Today I broke all the pH electrodes down and I found thick plated pins on the inside. I also found silver coils and possibly very thin platinum wires.
For now I have removed the gold plating on the pins and as expected it was very thick. I chose to dissolve the base metals in nitric, a very easy and quick way to deplate the pins. When doing this I noticed a white precipitation. This is possibly due to the fact that the inside of the pins are not copper but silver. As some of you know the inside of a pH electrode contains KCl. I did not rinse the pins enough so some of the chloride reacted with silver ions to form the insoluble AgCl(s). At least this is what I think happened. And I did not mention the little bit of AR I created in this way :evil: To separate the foils from the solution and the precipitate I had to use a small sieve instead of a filter, so I lost tiny bits of gold. I will work on the precipitate later.


----------



## archeonist (Dec 17, 2013)

...


----------



## gold4mike (Dec 17, 2013)

They kept their shape very well - should be nice thick foils.


----------



## niteliteone (Dec 17, 2013)

> When doing this I noticed a white precipitation. This is possibly due to the fact that the inside of the pins are not copper but silver.

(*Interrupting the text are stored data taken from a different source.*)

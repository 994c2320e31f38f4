use crate::models::Series;
use crate::Result;
use serde::{Deserialize, Serialize};
use std::fs;
use std::path::PathBuf;

/// On-disk envelope for one symbol's fetched series
#[derive(Debug, Serialize, Deserialize)]
struct StoredSeries {
    success: bool,
    data: Series,
}

/// Directory of per-symbol candle files, one JSON file per pair.
///
/// The scan loop clears the directory at the start of every cycle and writes
/// each fetched series through it, so a cycle's raw inputs stay inspectable
/// on disk.
pub struct PairStore {
    dir: PathBuf,
}

impl PairStore {
    pub fn new(dir: impl Into<PathBuf>) -> Result<Self> {
        let dir = dir.into();
        fs::create_dir_all(&dir)?;
        Ok(Self { dir })
    }

    /// Remove and recreate the directory, dropping last cycle's files
    pub fn clear(&self) -> Result<()> {
        if self.dir.exists() {
            fs::remove_dir_all(&self.dir)?;
        }
        fs::create_dir_all(&self.dir)?;
        tracing::debug!("Pair store cleared at {}", self.dir.display());
        Ok(())
    }

    pub fn path(&self, symbol: &str) -> PathBuf {
        self.dir.join(format!("{}.json", symbol))
    }

    pub fn save(&self, symbol: &str, series: &Series) -> Result<()> {
        let stored = StoredSeries {
            success: true,
            data: series.clone(),
        };
        let json = serde_json::to_string_pretty(&stored)?;
        fs::write(self.path(symbol), json)?;
        Ok(())
    }

    pub fn load(&self, symbol: &str) -> Result<Series> {
        let raw = fs::read_to_string(self.path(symbol))?;
        let stored: StoredSeries = serde_json::from_str(&raw)?;
        if !stored.success {
            return Err(format!("stored series for {} is marked unsuccessful", symbol).into());
        }
        Ok(stored.data)
    }

    pub fn contains(&self, symbol: &str) -> bool {
        self.path(symbol).exists()
    }
}

#[cfg(test)]
mod tests {
    use super::*;

    fn sample_series() -> Series {
        Series {
            time: vec![1700000000000, 1700000900000],
            open: vec![100.0, 101.0],
            high: vec![102.0, 103.0],
            low: vec![99.0, 100.5],
            close: vec![101.0, 102.5],
            volume: vec![10.0, 12.0],
        }
    }

    #[test]
    fn test_save_load_round_trip() {
        let dir = std::env::temp_dir().join(format!("bollbot-store-{}", std::process::id()));
        let store = PairStore::new(&dir).unwrap();
        store.clear().unwrap();

        let series = sample_series();
        store.save("BTCUSDT", &series).unwrap();
        assert!(store.contains("BTCUSDT"));

        let loaded = store.load("BTCUSDT").unwrap();
        assert_eq!(loaded.time, series.time);
        assert_eq!(loaded.close, series.close);
        assert_eq!(loaded.volume, series.volume);

        store.clear().unwrap();
        assert!(!store.contains("BTCUSDT"));
        let _ = fs::remove_dir_all(&dir);
    }

    #[test]
    fn test_load_missing_symbol_fails() {
        let dir = std::env::temp_dir().join(format!("bollbot-store-miss-{}", std::process::id()));
        let store = PairStore::new(&dir).unwrap();
        assert!(store.load("NOPEUSDT").is_err());
        let _ = fs::remove_dir_all(&dir);
    }
}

To verify that *is* silver chloride and help separate and gold foils you can dissolve the silver chloride in ammonia, run it through a filter collecting any undissolved metals and then re-precipitating as silver chloride by adding a little HCl.
I don't remember the steps involved off hand but, I think Butcher posted a detailed description a little while back.


----------



## archeonist (Dec 18, 2013)

niteliteone said:


> > When doing this I noticed a white precipitation. This is possibly due to the fact that the inside of the pins are not copper but silver.
> 
> 
> To verify that *is* silver chloride and help separate and gold foils you can dissolve the silver chloride in ammonia, run it through a filter collecting any undissolved metals and then re-precipitating as silver chloride by adding a little HCl.
> I don't remember the steps involved off hand but, I think Butcher posted a detailed description a little while back.



Interesting! Thanks for the tip! I already found that the bleu filtrate I got contains a large amount of silver. When I put in a copper wire, silver crystals start to cement out.


----------



## johnny309 (Dec 20, 2013)

So...if the base metal is cooper ....normally the barrier which prevent gold to migrate to cooper will be an alloy of Ag and Pd (70/30)....so test your solution after Pd also...


----------



## Harold_V (Dec 21, 2013)

johnny309 said:


> So...if the base metal is cooper ....normally the barrier which prevent gold to migrate to cooper will be an alloy of Ag and Pd (70/30)....so test your solution after Pd also...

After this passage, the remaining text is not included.